Crucially, they manage to make the battle sound really dull. The flavour text is supposed to sell the game with the promise of excitement that bears no resemblance to the dull reality of gameplay (my attic is filled with such misleading games).

The description of "you opponent turns a card and you're losing ... then you turn a card and win!" sounds like Arnold Rimmer's diary of his Risk campaigns.

"Anyway, to cut a long story short I threw a five and a four which beat his three and a two, another double six followed by a double four and a double five. After he'd thrown a three and a two I threw a six and a three."

It's not until you get to third page of the advert that things get interesting...

Battle Masters - The Epic Game of Fantasy Battles
MB Games is a long way from Hungry Hungry Hippos...

  • The Mighty Cannon. That's not hyperbole, the full name for the artillery piece is the "The Mighty Cannon". From now on, I'm going to use that all the time.
    "I shall now fire my Mighty Cannon! My Mighty Cannon has misfired! My Mighty Cannon has exploded!"
  • Read the list of contents: in fourth place: "4 Hedges". That was considered a better selling point than the Ogre Champions, Skull Dice or Cannon (Mighty Cannon) tiles.
    I can see the MB Games executive: "For God's sake - make sure we tell them about the hedges!"

Anyway, if anyone can get their hands on a copy, we should totally play this at the next WoffBoot (dibs on the Mighty Cannon).


  1. I had a copy. I played it several times and I still have some of the miniatures. Hands up if you're surprised.

    Which, for the record, weren't actually all that bad. You've even seen one of the chaos warriors repainted in my units, as well as a few glimpses of the Empire Knights in proxy shots. The main reason I got the box was for the ton of models it gave you. I thought it would give me the basics of two armies, but I didn't really think about what I was getting properly. The Ogre would have made a good giant, I think. But the horsemen were all in units of three (three!), and orcs, goblins, beastmen and chaos warriors all fairly disparate in terms of what you can include them in these days. Good set for Empire, though.

    The plastic tower was pretty cool too, although I've forgotten about the hedges. I think there were some swamp hexagons as well. Clearly, I found them more inspiring.

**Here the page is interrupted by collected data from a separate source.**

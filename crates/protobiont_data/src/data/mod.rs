//! Core data structures for the protobiont simulation.

pub mod bond;
pub mod orientation;
pub mod particle;
pub mod reaction;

    Cripes, we should definitely not play this at a Woffboot, except to make us much gladder about the game we'd all be bitching about otherwise. 'Can you save the Empire?' it says at the end of page three there. The only way I could find you couldn't was to take all the mighty cannon cards out of the deck. Dibbing it has basically already netted you the game, Stylus, it added what could politely be described as a mild skew to the sides' balance.

    The mechanic for firing it was you slapped out a chain of cards linking the cannon to the target (up to six hexagons away, if memory serves). Then you turned the cards over, and it showed you if the ball bounced, exploded early or sailed through the air. If you got to the target without an early boom, the target was flat out killed (I think) with no dice being rolled! It still got a misfire on a 1 in 6, I suppose.

    This rather trumped the Ogre, who got three moves and three attacks in a random order. You'd usually waste an attack here or there because nobody was nearby to hit. At least he took a couple of cannon shots to bring down, but that was okay because the cannon, sorry, Mighty Cannon had more turns in the deck than the Ogre did.

    Still, I regret nothing. If only there had been a way of taking the hex grid off the battle mat, it would have been a great buy for any starter Warhammerer. Sadly, my copy was given away (!) to a jumble sale many years back, although I kept a few models for the Bag of Minions.

    Given away.


    1. I knew I only had to shake the tree and some fantasy fruits would tumble out.

      That said, one of these days I am going to find that elusive battle/strategy/fantasy/board game that Kraken HASN'T played.

      It's out there.

    2. What about Kuhhandel - German card game of bluff and livestock trading?

    3. Yes, and that. And also Ludo. Never played it. Never will.

  2. Mind you, there's one on eBay right now for a tenner. Race you.